Task instructions: Search the material below for the word "VariableStore". Copy every line that has it.

Recorded data:
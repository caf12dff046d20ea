use std::collections::HashMap;

/// The tokens a text model predicts, indexed by id.
#[derive(Debug, Clone, Default, PartialEq, Eq)]
pub struct Vocabulary {
    items: Vec<String>,
    ids: HashMap<String, usize>,
}

impl Vocabulary {
    /// Builds a vocabulary from the contents of a vocab file.
    ///
    /// The token is the first space separated column of each line; `\n` and `\s` stand for a
    /// newline and a space. Lines are expected most frequent first.
    ///
    /// # Arguments
    /// * `contents` - The file contents.
    /// * `top_k` - Keeps the first `top_k` tokens, 0 keeps all of them.
    pub fn from_listing(contents: &str, top_k: usize) -> Self {
        contents
            .lines()
            .filter_map(|line| line.split(' ').next())
            .filter(|token| !token.is_empty())
            .map(unescape)
            .take(if top_k == 0 { usize::MAX } else { top_k })
            .collect()
    }

    /// Builds a vocabulary ordered by frequency, ties going to the first token seen.
    pub fn from_tokens<S: AsRef<str>>(tokens: &[S], top_k: usize) -> Self {
        let mut counts: HashMap<&str, (usize, usize)> = HashMap::new();
        for (position, token) in tokens.iter().enumerate() {
            counts.entry(token.as_ref()).or_insert((0, position)).0 += 1;
        }

        let mut ranked: Vec<(&str, usize, usize)> = counts
            .into_iter()
            .map(|(token, (count, first))| (token, count, first))
            .collect();
        ranked.sort_by(|a, b| b.1.cmp(&a.1).then(a.2.cmp(&b.2)));

        if top_k > 0 {
            ranked.truncate(top_k);
        }

        ranked.into_iter().map(|(token, _, _)| token.to_string()).collect()
    }

    pub fn len(&self) -> usize {
        self.items.len()
    }

    pub fn is_empty(&self) -> bool {
        self.items.is_empty()
    }

    pub fn items(&self) -> &[String] {
        &self.items
    }

    pub fn id(&self, token: &str) -> Option<usize> {
        self.ids.get(token).copied()
    }

    pub fn token(&self, id: usize) -> Option<&str> {
        self.items.get(id).map(String::as_str)
    }

    /// Maps tokens to ids, dropping the ones outside the vocabulary.
    pub fn encode<S: AsRef<str>>(&self, tokens: &[S]) -> Vec<usize> {
        tokens.iter().filter_map(|t| self.id(t.as_ref())).collect()
    }
}

impl FromIterator<String> for Vocabulary {
    /// Collects tokens in order, ignoring repeated ones.
    fn from_iter<T: IntoIterator<Item = String>>(iter: T) -> Self {
        let mut vocab = Self::default();
        for token in iter {
            if !vocab.ids.contains_key(&token) {
                vocab.ids.insert(token.clone(), vocab.items.len());
                vocab.items.push(token);
            }
        }
        vocab
    }
}

fn unescape(token: &str) -> String {
    match token {
        r"\n" => "\n".to_string(),
        r"\s" => " ".to_string(),
        token => token.to_string(),
    }
}
use std::{
    collections::{BTreeMap, HashMap},
    fs,
    path::{Path, PathBuf},
    sync::Arc,
};

use log::info;
use machine_learning::{
    MlErr, Mode, Tensor,
    network::{Network, NetworkParams},
    tensor::{argmax_rows, softmax},
};
use ndarray::{Array1, IxDyn};
use parameter_server::{
    VariableStore,
    checkpoint::{GLOBAL_STEP, read_tensors, write_tensors},
};
use serde::{Deserialize, Serialize};

use super::outputs::{Output, PerDeviceResult};
use crate::{
    error::{OrchestratorError, Result},
    registry,
};

pub const SIGNATURE_NAME: &str = "predict";
pub const SIGNATURE_FILE: &str = "signature.json";
pub const VARIABLES_FILE: &str = "variables.safetensors";

/// The sizing a served network is rebuilt with.
#[derive(Debug, Clone, PartialEq, Eq, Serialize, Deserialize)]
pub struct ServedParams {
    pub input_shape: Vec<usize>,
    pub num_outputs: usize,
    pub hidden_units: usize,
}

impl From<&NetworkParams> for ServedParams {
    fn from(p: &NetworkParams) -> Self {
        Self {
            input_shape: p.input_shape.clone(),
            num_outputs: p.num_outputs,
            hidden_units: p.hidden_units,
        }
    }
}

impl From<&ServedParams> for NetworkParams {
    fn from(p: &ServedParams) -> Self {
        Self {
            input_shape: p.input_shape.clone(),
            num_outputs: p.num_outputs,
            hidden_units: p.hidden_units,
        }
    }
}

/// The fixed input and output shapes of an exported model.
#[derive(Debug, Clone, PartialEq, Serialize, Deserialize)]
pub struct Signature {
    pub name: String,
    pub network: String,
    pub modeler: String,
    pub global_step: u64,
    pub params: ServedParams,
    pub inputs: BTreeMap<String, Vec<usize>>,
    pub outputs: BTreeMap<String, Vec<usize>>,
    /// The vocabulary or class names served along the outputs.
    #[serde(default)]
    pub items: Vec<String>,
}

/// Everything `export` needs from the run.
pub struct ExportRequest<'a> {
    pub model_dir: &'a Path,
    pub global_step: u64,
    pub network: &'a dyn Network,
    pub modeler: &'a str,
    pub params: &'a NetworkParams,
    pub input_name: &'a str,
    pub input_shape: Vec<usize>,
    /// The outputs of one replica run on the export batch.
    pub outputs: &'a PerDeviceResult,
}

/// Writes `<model_dir>/export/<global_step>/` with the variables and the signature.
///
/// # Returns
/// The export directory.
pub fn export(request: ExportRequest, store: &VariableStore) -> Result<PathBuf> {
    let dir = request
        .model_dir
        .join("export")
        .join(request.global_step.to_string());
    fs::create_dir_all(&dir)?;

    let mut outputs = BTreeMap::new();
    let mut items = Vec::new();
    for (name, output) in request.outputs {
        match output {
            Output::Batch(t) => {
                outputs.insert(name.clone(), t.shape().to_vec());
            }
            Output::Meta(meta) => items.clone_from(meta),
            _ => {}
        }
    }

    let signature = Signature {
        name: SIGNATURE_NAME.to_string(),
        network: request.network.name().to_string(),
        modeler: request.modeler.to_string(),
        global_step: request.global_step,
        params: request.params.into(),
        inputs: BTreeMap::from([(request.input_name.to_string(), request.input_shape)]),
        outputs,
        items,
    };

    let metadata = HashMap::from([(GLOBAL_STEP.to_string(), request.global_step.to_string())]);
    write_tensors(&dir.join(VARIABLES_FILE), &store.snapshot(), metadata)?;
    fs::write(dir.join(SIGNATURE_FILE), serde_json::to_vec_pretty(&signature)?)?;

    info!(step = request.global_step; "exported model to {}", dir.display());
    Ok(dir)
}

/// A model loaded back from an export directory, ready to serve predictions.
pub struct ExportedModel {
    signature: Signature,
    network: Arc<dyn Network>,
    params: NetworkParams,
    variables: BTreeMap<String, Tensor>,
}

impl ExportedModel {
    pub fn load(dir: impl AsRef<Path>) -> Result<Self> {
        let dir = dir.as_ref();
        let signature: Signature = serde_json::from_slice(&fs::read(dir.join(SIGNATURE_FILE))?)?;
        let (variables, _) = read_tensors(&dir.join(VARIABLES_FILE))?;
        let network = registry::network(&signature.network)?;
        let params = NetworkParams::from(&signature.params);

        for spec in network.variables(&params) {
            let Some(value) = variables.get(&spec.name) else {
                return Err(MlErr::MissingVariable(spec.name).into());
            };
            if value.shape() != spec.shape.as_slice() {
                return Err(OrchestratorError::RestoreMismatch {
                    name: spec.name,
                    checkpoint: value.shape().to_vec(),
                    model: spec.shape,
                });
            }
        }

        Ok(Self {
            signature,
            network,
            params,
            variables,
        })
    }

    pub fn signature(&self) -> &Signature {
        &self.signature
    }

    /// Runs the network on `inputs`, which must have the signature's input shape.
    ///
    /// # Returns
    /// Every signature output the network can produce, in its signature shape.
    pub fn predict(&self, inputs: &Tensor) -> Result<BTreeMap<String, Tensor>> {
        if let Some((name, shape)) = self.signature.inputs.iter().next()
            && inputs.shape() != shape.as_slice()
        {
            return Err(MlErr::ShapeMismatch {
                what: name.clone(),
                got: inputs.shape().to_vec(),
                expected: shape.clone(),
            }
            .into());
        }

        let mut out = self
            .network
            .forward(&self.variables, inputs, &self.params, Mode::Export)?;
        let probabilities = softmax(out.logits.view());

        let mut predictions = BTreeMap::new();
        for (name, shape) in &self.signature.outputs {
            let value = match name.as_str() {
                "output_probabilities" => reshaped(probabilities.clone().into_dyn(), shape)?,
                "output_classes" => {
                    let classes = argmax_rows(probabilities.view());
                    Array1::from_iter(classes.into_iter().map(|c| c as f32)).into_dyn()
                }
                "output_last_state" => match out.aux.remove("last_state") {
                    Some(state) => state,
                    None => continue,
                },
                _ => continue,
            };
            predictions.insert(name.clone(), value);
        }

        Ok(predictions)
    }
}

fn reshaped(t: Tensor, shape: &[usize]) -> Result<Tensor> {
    let got = t.shape().to_vec();
    t.into_shape_with_order(IxDyn(shape)).map_err(|_| {
        MlErr::ShapeMismatch {
            what: "output_probabilities".into(),
            got,
            expected: shape.to_vec(),
        }
        .into()
    })
}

Answer to this problem:
    VariableStore,
pub fn export(request: ExportRequest, store: &VariableStore) -> Result<PathBuf> {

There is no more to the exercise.